Yes, including country.

Heart to sound.

February 26, 2008

One day I’ll write a song
Cynical and old
Bred from wavering fingers
Bred from waves that turned to stone

One day that song will grow
Grow into furrowed eyebrows that remind me of youth
Remind me of caterpillars and fuzzy tummies
Summer walks and tea

The piano will play its tune
And my nostalgic guitar will sing along
And all those old fingerprints will come alive once more
To remind me that I once held light
I used to make people smile

Feet will tap along with its tears
Tears of joy and sorrow
The song will be my past, after all
Something to call my own

If a melody could carry baggage
I imagine my tune could do it best
Wise and strong
Still alive and aware of Mother Earth

If my song connected to the land as perfectly as my toes
I imagine it would sound like Autumn
Beautiful and melancholy
I always loved the colors

And if my song ever ended
It would end with a heavy bass chord
One that would resonate for centuries
One to tell people I was here

Because every song is written for the purpose of the lyricist
It’s a stamp, a seal, a memory
A symbol to tell people that yes,
I existed.

Man, what a gayface.

I can’t stop listening to Go Places by The New Pornographers.

Actually, I can’t stop listening to the whole album that song is on.
They’ll probably be my most played artist this week.
xD But only because I convinced one of my friends to buy the CD for me.
Otherwise I’d be whining about how someone needed to buy it for me.

Eisley was my most played artist last week, apparently.
I’m obsessed with the song Brightly Wound now.

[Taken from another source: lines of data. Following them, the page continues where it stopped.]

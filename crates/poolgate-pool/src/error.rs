//! Pool lifecycle error types.

use thiserror::Error;

/// Errors that can occur while starting or stopping workers.
#[derive(Debug, Error)]
pub enum PoolError {
    #[error("failed to spawn worker on port {port}: {source}")]
    Spawn {
        port: u16,
        source: std::io::Error,
    },

    #[error("port {0} is still held by a registered worker")]
    PortCollision(u16),

    #[error("registry error: {0}")]
    State(#[from] poolgate_state::StateError),
}

pub type PoolResult<T> = Result<T, PoolError>;
//! poolgate-pool — worker pool lifecycle management.
//!
//! `WorkerPool` owns both the worker registry and the OS process behind
//! every registered port. All reads and mutations go through a single
//! mutex so the dispatcher and the autoscaler can run on different
//! runtime threads without breaking the registry invariants.
//!
//! Process creation is behind the `WorkerSpawner` trait. The daemon uses
//! `CommandSpawner`, which launches `<program> [args...] <port>`; tests
//! substitute spawners that never touch the OS.

pub mod error;
pub mod pool;
pub mod process;

pub use error::{PoolError, PoolResult};
pub use pool::{WorkerClaim, WorkerPool};
pub use process::{CommandSpawner, WorkerProcess, WorkerSpawner};
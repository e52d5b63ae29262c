//! poolgate-core — configuration and shared defaults.
//!
//! Every poolgate binary reads the same `poolgate.toml` model. All fields
//! are optional; an empty file (or no file at all) yields the fixed
//! defaults: listen on 8080, first worker on 5000, autoscaler tick every
//! five seconds.

pub mod config;
pub mod error;

pub use config::{
    ListenConfig, PoolgateConfig, ProxyConfig, ScalingConfig, WorkerConfig, parse_duration,
};
pub use error::{ConfigError, ConfigResult};

/// Port the dispatcher listens on.
pub const DEFAULT_LISTEN_PORT: u16 = 8080;

/// Port of the first worker; later workers are `base + pool size`.
pub const DEFAULT_BASE_PORT: u16 = 5000;

/// Autoscaler tick interval in seconds.
pub const DEFAULT_SCALE_INTERVAL_SECS: u64 = 5;

/// Status returned when no worker is idle.
pub const DEFAULT_REJECT_STATUS: u16 = 500;

/// Worker program spawned when none is configured.
pub const DEFAULT_WORKER_PROGRAM: &str = "poolgate-echo";
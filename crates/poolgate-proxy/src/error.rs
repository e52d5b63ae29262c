//! Dispatcher error types.

use thiserror::Error;

/// Errors raised while forwarding a request to a worker.
#[derive(Debug, Error)]
pub enum ProxyError {
    #[error("failed to connect to worker on port {port}: {source}")]
    Connect {
        port: u16,
        source: std::io::Error,
    },

    #[error("HTTP handshake with worker failed: {0}")]
    Handshake(#[source] hyper::Error),

    #[error("worker request failed: {0}")]
    Upstream(#[source] hyper::Error),
}

pub type ProxyResult<T> = Result<T, ProxyError>;
//! poolgate-proxy — the request dispatcher.
//!
//! Fronts the worker pool with a catch-all HTTP/1.1 reverse proxy. Each
//! inbound request claims the first idle worker, is forwarded verbatim
//! to `localhost:<port>`, and the worker's response is streamed back.
//!
//! # Architecture
//!
//! ```text
//! HTTP client
//!   │
//!   ▼
//! HttpServer (hyper, one task per connection)
//!   │
//!   ├── Dispatcher: claim idle worker ── none → reject_status
//!   ├── forward request over a fresh loopback connection
//!   ├── wrap worker response body in LeasedBody
//!   │
//!   ▼
//! streamed response; worker marked idle when the body ends or is dropped
//! ```

pub mod dispatcher;
pub mod error;
pub mod lease;
pub mod server;

pub use dispatcher::{Dispatcher, NO_WORKERS_BODY};
pub use error::{ProxyError, ProxyResult};
pub use lease::{LeasedBody, WorkerLease};
pub use server::{HttpServer, ProxyBody, RequestHandler, echo_handler, text_response};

I think it was Memories I talked about the last time I posted Eisley lyrics.
There always seems to be just one part that I really latch onto in an Eisley song.
I probably shouldn’t indicate what part it is this time. For fear of sounding lame. :’D
But it’s probably obvious, anyway.

And I think I want to be unusual today and post a third set of lyrics.
I’ve been meaning to mention how much I like the song Goodbye by The Postmarks.
It’s interesting what I think about while listening to this song.
Even though it’s about leaving on your own, I get a distinct picture of a couple.
In the snow. All bundled up together walking hand in hand.

Why?
Well.

I was talking to my mom about it, and played the song for her.
It’s funny. She thought the same thing.
I think our opinions of this song might stem off the same story/thought.

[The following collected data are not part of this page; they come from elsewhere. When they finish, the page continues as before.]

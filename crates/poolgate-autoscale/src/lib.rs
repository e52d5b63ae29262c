//! poolgate-autoscale — occupancy-driven worker scaling.
//!
//! Every tick reads the worker pool and decides on at most one kind of
//! change.
//!
//! # Scaling Algorithm
//!
//! ```text
//! ceiling = min(logical cpus, max_workers)
//! idle    = ports currently Idle (snapshot taken before acting)
//!
//! if busy == size and size < ceiling:
//!     start one worker at base_port + size
//!
//! for port in idle:
//!     if size > 1: stop port
//! ```
//!
//! The idle set is captured once at the start of the tick, so a worker
//! started by the same tick is never considered for scale-down.

pub mod scaler;

pub use scaler::{Autoscaler, ScaleDecision, host_cpu_count};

It ultimately makes me think about my parents, oddly enough.

My parents met in an interesting way.

My mom needed a ride to her then boyfriend’s house. Glen’s.
He was sick, and she wanted to visit him.
So she called him, and he arranged for a friend of his to get her.
So this guy comes and gets my mom, right?
And she gets in the car, and immediately likes this guy.
He likes her within minutes.
The drive over to Glen’s was a pretty long drive, and they got in a decent size conversation.
Long enough to apparently figure out that they didn’t want it to end.
So…They ended up not going to visit Glen.
They ended up going on a date that night.
And. Well.
Here they are thirtywhatever years later still ridiculously in love.

They just kind of up and left what they had going on before they met each other.
And I think about snow as a result because they spent a lot of years living in St. Louis and Boston.
Really snowy places during the winter.

Pretty interesting, I’d say.
Anyway, like usual.
Check out the lyrics, blah blah blah.

It’d be super cool if someone -COUGH- decided to leave me lyrics they thought were cool or whatever.
But it totally probably wont happen, so. xD

Until next time.

I find it really fucking weird that I mentioned my friend Sio a few days ago, and I ended up talking to her last night.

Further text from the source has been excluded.